I ask Jonathan if there is a way, when thinking about how to respond to current events, to land somewhere in the middle of these two extremes. My question is grounded in the hope that if we can recognize we are leaning toward one of these extremes, then perhaps we can identify this within ourselves and work our way toward finding a balance in how we make our choices and, ultimately, how we treat others.
“One of the keys is first simply being aware of these different kinds of cognitive biases and how they can lead us to misperceive certain aspects of information and how that relates to more objective degrees of risk for ourselves and others,” Jonathan says. “It’s perfectly natural in many respects for people to engage in these ways of thinking and have these very broad differences in how they cope with certain kinds of perceived stressors. Simply being aware of that can help individuals catch those thinking tendencies and do things to change their behavior in ways that can help lower their stress and ensure their safety. And, it’s critically important that people have the necessary supports and resources, listen and follow the recommendations of credible public health and medical experts, and avoid seeking out only information that confirms a particular perception, whether that perception is an under- or over-estimate of risk or safety.”
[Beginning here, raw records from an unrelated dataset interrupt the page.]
use std::fs;

use camino::{Utf8Path, Utf8PathBuf};

use crate::domain::{DateSelector, Datestamp};
use crate::error::GdcError;

#[derive(Debug, Clone)]
pub struct Ledger {
    path: Utf8PathBuf,
}

impl Ledger {
    pub fn new(path: Utf8PathBuf) -> Self {
        Self { path }
    }

    pub fn path(&self) -> &Utf8Path {
        &self.path
    }

    pub fn datestamps(&self) -> Result<Vec<Datestamp>, GdcError> {
        if !self.path.as_std_path().exists() {
            return Ok(Vec::new());
        }
        let content = fs::read_to_string(self.path.as_std_path())
            .map_err(|err| GdcError::fs(&self.path, err))?;
        let mut stamps = content
            .lines()
            .map(str::trim)
            .filter(|line| !line.is_empty())
            .map(str::parse::<Datestamp>)
            .collect::<Result<Vec<_>, _>>()?;
        stamps.sort();
        stamps.dedup();
        Ok(stamps)
    }

    pub fn latest(&self) -> Result<Option<Datestamp>, GdcError> {
        Ok(self.datestamps()?.pop())
    }

    pub fn contains(&self, datestamp: &Datestamp) -> Result<bool, GdcError> {
        Ok(self.datestamps()?.binary_search(datestamp).is_ok())
    }

    pub fn append(&self, datestamp: &Datestamp) -> Result<bool, GdcError> {
        let mut stamps = self.datestamps()?;
        if stamps.last() == Some(datestamp) {
            return Ok(false);
        }
        if let Err(position) = stamps.binary_search(datestamp) {
            stamps.insert(position, datestamp.clone());
        } else {
            return Ok(false);
        }
        let mut content = String::new();
        for stamp in &stamps {
            content.push_str(stamp.as_str());
            content.push('\n');
        }
        crate::store::write_bytes_atomic(self.path.as_std_path(), content.as_bytes())?;
        Ok(true)
    }

    pub fn resolve(&self, selector: &DateSelector) -> Result<Datestamp, GdcError> {
        match selector {
            DateSelector::Latest => self.latest()?.ok_or_else(|| GdcError::MissingDatestamp {
                datestamp: "latest".to_string(),
                reason: format!("ledger {} is empty", self.path),
            }),
            DateSelector::Exact(stamp) => {
                if self.contains(stamp)? {
                    Ok(stamp.clone())
                } else {
                    Err(GdcError::MissingDatestamp {
                        datestamp: stamp.to_string(),
                        reason: format!("not recorded in {}", self.path),
                    })
                }
            }
        }
    }
}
As time goes on, the responses to this pandemic will continue to vary. I ask Jonathan what advice he would give to those trying to navigate the pandemic without getting too distracted by how others are behaving and comparing their own actions to these responses. Jonathan advises being kind to ourselves. “There’s tremendous variability in how individuals process and make decisions about risk and how they cope with things that they perceive as stressful or not,” Jonathan says. “It can be really easy sometimes for people to make false social comparisons of themselves with others—we are a social species after all. If, for example, you perceive yourself as overreacting or under-reacting and then seeing others doing the opposite of that, it’s really easy to beat yourself up over it and not recognize that there are true differences across individuals and how the same information impacts them relative to yourself and others. Being aware of these different kinds of cognitive tendencies and how they can shape your perceptions and behaviors can be a good starting point.”